- [Your task]
How many of the lines below contain "unwrap"? Reply with only that figure.

- [Data for review]

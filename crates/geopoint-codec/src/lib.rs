//! `geopoint-codec` — moving `geopoint_core::Point` across byte and JSON
//! boundaries.
//!
//! | Module             | Representation                                        |
//! |--------------------|-------------------------------------------------------|
//! | [`binary`]         | fixed 25-byte record (lossy by default, see module)   |
//! | [`json`]           | GeoJSON `{"type":"Point","coordinates":[lon,lat]}`    |
//! | [`column`]         | driver-agnostic `scan`/`value` over the binary record |
//! | `sqlite`           | `PointColumn: ToSql + FromSql` (feature `sqlite`)     |
//! | `arrow_column`     | `FixedSizeBinary(25)` arrays (feature `arrow`)        |
//!
//! Every function here is pure: no I/O, no shared state.  Rejections are
//! logged at `debug` through the `log` facade; installing a logger is up to
//! the application.
//!
//! # Usage
//!
//! ```rust
//! use geopoint_codec::{binary, json};
//! use geopoint_core::Point;
//!
//! let p = Point::new(-122.4194, 37.7749);
//! let text = json::encode(Some(&p)).unwrap();
//! assert_eq!(json::decode(&text).unwrap(), p);
//!
//! // The binary record keeps only the integer part of each coordinate.
//! let record = binary::encode(Some(&p)).unwrap();
//! assert_eq!(binary::decode(&record).unwrap(), Point::new(-122.0, 37.0));
//! ```

pub mod binary;
pub mod column;
pub mod error;
pub mod json;

#[cfg(feature = "sqlite")]
pub mod sqlite;

#[cfg(feature = "arrow")]
pub mod arrow_column;


pub use binary::{CoordEncoding, RECORD_LEN};
pub use column::ColumnValue;
pub use error::{CodecError, CodecResult};

#[cfg(feature = "sqlite")]
pub use sqlite::PointColumn;
//! Driver-agnostic column contract: `scan` on read, `value` on write.
//!
//! Storage drivers hand back dynamically typed cells.  [`ColumnValue`]
//! mirrors the usual set so the point codec can reject anything that is not
//! a byte sequence without depending on a particular driver.

use std::borrow::Cow;

use geopoint_core::Point;

use crate::binary;
use crate::{CodecError, CodecResult};

/// A single dynamically typed column cell.
#[derive(Clone, Debug, PartialEq)]
pub enum ColumnValue<'a> {
    Null,
    Integer(i64),
    Real(f64),
    Text(Cow<'a, str>),
    Blob(Cow<'a, [u8]>),
}

impl ColumnValue<'_> {
    /// Short type name used in error messages.
    pub fn type_name(&self) -> &'static str {
        match self {
            ColumnValue::Null       => "null",
            ColumnValue::Integer(_) => "integer",
            ColumnValue::Real(_)    => "real",
            ColumnValue::Text(_)    => "text",
            ColumnValue::Blob(_)    => "blob",
        }
    }
}

/// Read a point out of a column cell.
///
/// Fails with [`CodecError::InvalidType`] for anything but a blob, then
/// applies [`binary::decode`].
pub fn scan(value: &ColumnValue<'_>) -> CodecResult<Point> {
    match value {
        ColumnValue::Blob(bytes) => binary::decode(bytes),
        other => {
            log::debug!("scan rejected: {} cell", other.type_name());
            Err(CodecError::InvalidType(other.type_name()))
        }
    }
}

/// Produce the blob cell to store for `point`.
///
/// Fails with [`CodecError::InvalidPoint`] if `point` is absent.
pub fn value(point: Option<&Point>) -> CodecResult<ColumnValue<'static>> {
    let record = binary::encode(point)?;
    Ok(ColumnValue::Blob(Cow::Owned(record.to_vec())))
}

- [Task answer]
4